**** RECORDS SHOWN ****

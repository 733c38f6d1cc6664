use std::path::Path;

use console::style;

use crate::config::AppConfig;
use crate::error::{FnStampError, Result};
use crate::installer::PackageManagerPreference;

pub async fn show() -> Result<()> {
    let config_path = AppConfig::config_path()?;
    let config = AppConfig::load()?;

    println!("{}", style("Current Configuration").bold().cyan());
    println!();
    println!("  Functions dir:   {}", style(&config.functions_dir).white());
    println!("  Extension:       {}", style(&config.source_extension).white());
    println!("  Env file:        {}", style(&config.env_file).white());
    println!("  Package manager: {}", style(config.package_manager.as_str()).white());
    println!("  HTTP timeout:    {}", style(format!("{}s", config.http_timeout_secs)).yellow());
    println!("  User agent:      {}", style(&config.user_agent).dim());
    println!();
    if config_path.exists() {
        println!("Config file: {}", style(config_path.display()).dim());
    } else {
        println!("{}", style("No config file found, showing defaults.").dim());
    }

    Ok(())
}

pub async fn set(key: String, value: String) -> Result<()> {
    set_at(&AppConfig::config_path()?, &key, &value)
}

fn set_at(path: &Path, key: &str, value: &str) -> Result<()> {
    let mut config = AppConfig::load_from(path)?;

    match key {
        "functions_dir" | "functions-dir" => config.functions_dir = value.to_string(),
        "source_extension" | "extension" => config.source_extension = value.to_string(),
        "env_file" | "env-file" => config.env_file = value.to_string(),
        "package_manager" | "package-manager" => {
            config.package_manager = value.parse::<PackageManagerPreference>().map_err(|_| {
                FnStampError::Config(format!(
                    "Unknown package manager '{}'. Use auto, npm, yarn or pnpm",
                    value
                ))
            })?;
        }
        "http_timeout" | "http-timeout" => {
            config.http_timeout_secs = value.trim().parse().map_err(|_| {
                FnStampError::Config(format!(
                    "Invalid http_timeout '{}'. Use a number of seconds",
                    value
                ))
            })?;
        }
        "user_agent" | "user-agent" => config.user_agent = value.to_string(),
        _ => {
            println!(
                "{} Unknown config key: {}",
                style("!").yellow().bold(),
                style(key).red()
            );
            println!("\nAvailable keys:");
            println!("  functions_dir, source_extension, env_file,");
            println!("  package_manager, http_timeout, user_agent");
            return Ok(());
        }
    }

    config.validate()?;
    config.save_to(path)?;

    println!(
        "{} Set {} = {}",
        style("✓").green().bold(),
        style(key).cyan(),
        style(value).white()
    );

    Ok(())
}
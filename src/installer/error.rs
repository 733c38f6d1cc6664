use thiserror::Error;

/// Failures reported by a package manager.
#[derive(Debug, Error)]
pub enum InstallError {
    #[error("Package manager '{manager}' not found in PATH")]
    ManagerNotFound { manager: String },

    #[error("Could not start package manager: {0}")]
    Spawn(#[from] std::io::Error),

    #[error("'{manager}' exited with {}: {stderr}", .code.map(|c| format!("code {c}")).unwrap_or_else(|| "a signal".to_string()))]
    CommandFailed {
        manager: String,
        code: Option<i32>,
        stderr: String,
    },
}
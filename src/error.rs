use std::path::PathBuf;

use thiserror::Error;

use crate::fetch::FetchError;
use crate::installer::InstallError;

#[derive(Error, Debug)]
pub enum FnStampError {
    #[error("Function with name \"{name}\" already exists at {}", .path.display())]
    DuplicateFunction { name: String, path: PathBuf },

    #[error("Target directory {} is not usable: {reason}", .path.display())]
    TargetDirectory { path: PathBuf, reason: String },

    #[error("Invalid function name \"{name}\": {reason}")]
    InvalidFunctionName { name: String, reason: String },

    #[error("More than one {kind} descriptor given; each kind may appear once")]
    DuplicateDescriptor { kind: String },

    #[error("No files to install. Pass --function, --env, --manifest or --descriptors")]
    NoDescriptors,

    #[error("Configuration error: {0}")]
    Config(String),

    #[error("Fetch failed: {0}")]
    Fetch(#[from] FetchError),

    #[error("Dependency installation failed: {0}")]
    Install(#[from] InstallError),

    #[error("IO error: {0}")]
    Io(#[from] std::io::Error),

    #[error("JSON error: {0}")]
    Json(#[from] serde_json::Error),
}

pub type Result<T> = std::result::Result<T, FnStampError>;
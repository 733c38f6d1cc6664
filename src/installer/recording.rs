//! Installer double that records its calls.

use std::path::{Path, PathBuf};
use std::sync::Mutex;

use async_trait::async_trait;

use super::{Dependencies, InstallError, Installer};

#[derive(Default)]
pub struct RecordingInstaller {
    calls: Mutex<Vec<(Dependencies, PathBuf)>>,
    fail: bool,
}

impl RecordingInstaller {
    pub fn failing() -> Self {
        Self {
            fail: true,
            ..Self::default()
        }
    }

    pub fn calls(&self) -> Vec<(Dependencies, PathBuf)> {
        self.calls.lock().unwrap().clone()
    }
}

#[async_trait]
impl Installer for RecordingInstaller {
    async fn install(&self, dependencies: &Dependencies, cwd: &Path) -> Result<(), InstallError> {
        self.calls
            .lock()
            .unwrap()
            .push((dependencies.clone(), cwd.to_path_buf()));

        if self.fail {
            return Err(InstallError::CommandFailed {
                manager: "npm".to_string(),
                code: Some(1),
                stderr: "install failed".to_string(),
            });
        }
        Ok(())
    }
}
//! Typed messages and the queues that carry them between the controller
//! and the engine thread.

use std::collections::VecDeque;
use std::sync::{Condvar, Mutex};
use std::time::Duration;

use crate::engine::State;
use crate::settings::SinkSettings;

/// Payload passed between threads. Ownership moves to whichever side pops it.
#[derive(Clone, Debug, PartialEq)]
pub enum Message {
    /// Replace the active configuration.
    ConfigureSink(SinkSettings),
    /// Ask the engine for the emitted-sample counter.
    RequestStreamTiming,
    /// Response to `RequestStreamTiming`.
    ReportStreamTiming(u64),
    /// Engine state transition; `message` carries the error text for `Error`.
    ReportState {
        state: State,
        message: Option<String>,
    },
}

type Notifier = Box<dyn Fn() + Send + Sync>;

/// Thread-safe FIFO with a non-blocking pop.
///
/// The registered notifier fires on the empty→non-empty transition only, so
/// a receiver that fully drains on each wake-up never misses a message and
/// is never woken redundantly while the queue stays non-empty.
pub struct MessageQueue {
    queue: Mutex<VecDeque<Message>>,
    notifier: Mutex<Option<Notifier>>,
}

impl MessageQueue {
    pub fn new() -> Self {
        MessageQueue {
            queue: Mutex::new(VecDeque::new()),
            notifier: Mutex::new(None),
        }
    }

    pub fn set_notifier<F>(&self, f: F)
    where
        F: Fn() + Send + Sync + 'static,
    {
        *self.notifier.lock().unwrap() = Some(Box::new(f));
    }

    pub fn push(&self, msg: Message) {
        let was_empty = {
            let mut queue = self.queue.lock().unwrap();
            let was_empty = queue.is_empty();
            queue.push_back(msg);
            was_empty
        };

        if was_empty {
            if let Some(notify) = self.notifier.lock().unwrap().as_ref() {
                notify();
            }
        }
    }

    pub fn pop(&self) -> Option<Message> {
        self.queue.lock().unwrap().pop_front()
    }

    pub fn len(&self) -> usize {
        self.queue.lock().unwrap().len()
    }

    pub fn is_empty(&self) -> bool {
        self.queue.lock().unwrap().is_empty()
    }
}

impl Default for MessageQueue {
    fn default() -> Self {
        Self::new()
    }
}

/// Condvar-backed wake event for threads that park between queue drains.
pub struct Waker {
    woken: Mutex<bool>,
    cond: Condvar,
}

impl Waker {
    pub fn new() -> Self {
        Waker {
            woken: Mutex::new(false),
            cond: Condvar::new(),
        }
    }

    pub fn wake(&self) {
        *self.woken.lock().unwrap() = true;
        self.cond.notify_all();
    }

    /// Park until woken or the timeout elapses. Returns whether a wake
    /// arrived; the pending-wake flag is consumed either way.
    pub fn wait_timeout(&self, timeout: Duration) -> bool {
        let mut woken = self.woken.lock().unwrap();
        let deadline = std::time::Instant::now() + timeout;
        while !*woken {
            let now = std::time::Instant::now();
            if now >= deadline {
                break;
            }
            let (guard, _) = self.cond.wait_timeout(woken, deadline - now).unwrap();
            woken = guard;
        }
        let was_woken = *woken;
        *woken = false;
        was_woken
    }
}

impl Default for Waker {
    fn default() -> Self {
        Self::new()
    }
}
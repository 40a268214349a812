const I16_SCALE: f32 = 32767.0;

/// One complex baseband sample.
#[derive(Clone, Copy, Debug, Default, PartialEq)]
pub struct Sample {
    pub i: f32,
    pub q: f32,
}

impl Sample {
    pub fn new(i: f32, q: f32) -> Self {
        Sample { i, q }
    }

    pub fn zero() -> Self {
        Sample { i: 0.0, q: 0.0 }
    }

    pub fn magnitude(&self) -> f32 {
        (self.i * self.i + self.q * self.q).sqrt()
    }

    /// Quantize to the 16-bit wire representation.
    pub fn to_i16_pair(&self) -> (i16, i16) {
        let i = (self.i.clamp(-1.0, 1.0) * I16_SCALE) as i16;
        let q = (self.q.clamp(-1.0, 1.0) * I16_SCALE) as i16;
        (i, q)
    }

    pub fn from_i16_pair(i: i16, q: i16) -> Self {
        Sample {
            i: i as f32 / I16_SCALE,
            q: q as f32 / I16_SCALE,
        }
    }
}
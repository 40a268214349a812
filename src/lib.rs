//! Device sink streaming engine for a software-defined-radio transmit path.
//!
//! A `DeviceSinkEngine` owns the live sample pipeline (baseband source,
//! interpolation stage, sink collaborator) on its own thread. Controllers
//! push `ConfigureSink` and `RequestStreamTiming` messages into the input
//! queue and drain stream-timing and state reports from the output queue;
//! start/stop and status reads are synchronous.

pub mod audio_sink;
pub mod engine;
pub mod interp;
pub mod message;
pub mod sample;
pub mod settings;
pub mod sink;
pub mod source;
pub mod udp_sink;
//! Sink configuration record and its persisted byte-blob form.

use serde::{Deserialize, Serialize};
use thiserror::Error;

pub const DEFAULT_CENTER_FREQUENCY: u64 = 435_000_000;
pub const DEFAULT_SAMPLE_RATE: u32 = 48_000;
/// Highest supported interpolation exponent (x64 output rate).
pub const MAX_LOG2_INTERPOLATION: u32 = 6;

const SETTINGS_VERSION: u32 = 1;

#[derive(Debug, Error)]
pub enum SettingsError {
    #[error("malformed settings blob: {0}")]
    Malformed(#[from] serde_json::Error),
    #[error("unsupported settings version {0}")]
    UnsupportedVersion(u32),
}

#[derive(Clone, Debug, PartialEq, Eq)]
pub struct SinkSettings {
    /// Transmit center frequency in Hz.
    pub center_frequency: u64,
    /// Baseband sample rate in Hz.
    pub sample_rate: u32,
    /// Interpolation exponent; output rate is `sample_rate << log2_interp`.
    pub log2_interp: u32,
}

/// Wire form of the settings. Fields added later must carry
/// `#[serde(default)]` so older blobs keep loading; unknown fields from
/// newer blobs are ignored. The version tag only changes on incompatible
/// layout changes.
#[derive(Serialize, Deserialize)]
struct SettingsBlob {
    version: u32,
    #[serde(default = "default_center_frequency")]
    center_frequency: u64,
    #[serde(default = "default_sample_rate")]
    sample_rate: u32,
    #[serde(default)]
    log2_interp: u32,
}

fn default_center_frequency() -> u64 {
    DEFAULT_CENTER_FREQUENCY
}

fn default_sample_rate() -> u32 {
    DEFAULT_SAMPLE_RATE
}

impl Default for SinkSettings {
    fn default() -> Self {
        SinkSettings {
            center_frequency: DEFAULT_CENTER_FREQUENCY,
            sample_rate: DEFAULT_SAMPLE_RATE,
            log2_interp: 0,
        }
    }
}

impl SinkSettings {
    pub fn reset_to_defaults(&mut self) {
        *self = SinkSettings::default();
    }

    /// Engine-side acceptance check. The controller UI clamps to its own
    /// narrower range; the engine only refuses what it cannot run.
    pub fn is_valid(&self) -> bool {
        self.sample_rate > 0 && self.log2_interp <= MAX_LOG2_INTERPOLATION
    }

    pub fn effective_sample_rate(&self) -> u64 {
        (self.sample_rate as u64) << self.log2_interp
    }

    pub fn serialize(&self) -> Vec<u8> {
        let blob = SettingsBlob {
            version: SETTINGS_VERSION,
            center_frequency: self.center_frequency,
            sample_rate: self.sample_rate,
            log2_interp: self.log2_interp,
        };
        serde_json::to_vec(&blob).expect("settings blob is plain data")
    }

    /// Replace `self` from a serialized blob. On any error `self` is left
    /// untouched; callers fall back to `reset_to_defaults`.
    pub fn deserialize(&mut self, data: &[u8]) -> Result<(), SettingsError> {
        let blob: SettingsBlob = serde_json::from_slice(data)?;
        if blob.version != SETTINGS_VERSION {
            return Err(SettingsError::UnsupportedVersion(blob.version));
        }
        self.center_frequency = blob.center_frequency;
        self.sample_rate = blob.sample_rate;
        self.log2_interp = blob.log2_interp;
        Ok(())
    }
}

#[cfg(test)]
mod tests {
    use super::*;

    #[test]
    fn test_defaults() {
        let settings = SinkSettings::default();
        assert_eq!(settings.center_frequency, DEFAULT_CENTER_FREQUENCY);
        assert_eq!(settings.sample_rate, DEFAULT_SAMPLE_RATE);
        assert_eq!(settings.log2_interp, 0);
        assert!(settings.is_valid());
    }

    #[test]
    fn test_serialize_round_trip() {
        let original = SinkSettings {
            center_frequency: 144_500_000,
            sample_rate: 96_000,
            log2_interp: 3,
        };
        let blob = original.serialize();
        let mut restored = SinkSettings::default();
        restored.deserialize(&blob).unwrap();
        assert_eq!(restored, original);
    }

    #[test]
    fn test_malformed_blob_leaves_settings_unchanged() {
        let mut settings = SinkSettings {
            center_frequency: 1_000_000,
            sample_rate: 250_000,
            log2_interp: 1,
        };
        let before = settings.clone();
        assert!(settings.deserialize(b"not json at all").is_err());
        assert_eq!(settings, before);
    }

    #[test]
    fn test_missing_fields_take_defaults() {
        let mut settings = SinkSettings::default();
        settings
            .deserialize(br#"{"version":1,"sample_rate":192000}"#)
            .unwrap();
        assert_eq!(settings.sample_rate, 192_000);
        assert_eq!(settings.center_frequency, DEFAULT_CENTER_FREQUENCY);
        assert_eq!(settings.log2_interp, 0);
    }

    #[test]
    fn test_unknown_fields_are_ignored() {
        let mut settings = SinkSettings::default();
        settings
            .deserialize(br#"{"version":1,"sample_rate":64000,"future_field":true}"#)
            .unwrap();
        assert_eq!(settings.sample_rate, 64_000);
    }

    #[test]
    fn test_unsupported_version_rejected() {
        let mut settings = SinkSettings::default();
        let before = settings.clone();
        let err = settings
            .deserialize(br#"{"version":9,"sample_rate":64000}"#)
            .unwrap_err();
        assert!(matches!(err, SettingsError::UnsupportedVersion(9)));
        assert_eq!(settings, before);
    }

    #[test]
    fn test_effective_rate_applies_interpolation() {
        let settings = SinkSettings {
            center_frequency: DEFAULT_CENTER_FREQUENCY,
            sample_rate: 48_000,
            log2_interp: 2,
        };
        assert_eq!(settings.effective_sample_rate(), 192_000);
    }

    #[test]
    fn test_validation_bounds() {
        let mut settings = SinkSettings::default();
        settings.sample_rate = 0;
        assert!(!settings.is_valid());
        settings.sample_rate = 1;
        settings.log2_interp = MAX_LOG2_INTERPOLATION + 1;
        assert!(!settings.is_valid());
    }
}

****

● EXERCISE BRIEF:
Among the records above, determine how many lines contain "start", then report the number only.

● SOLUTION FOR THIS EXERCISE:
2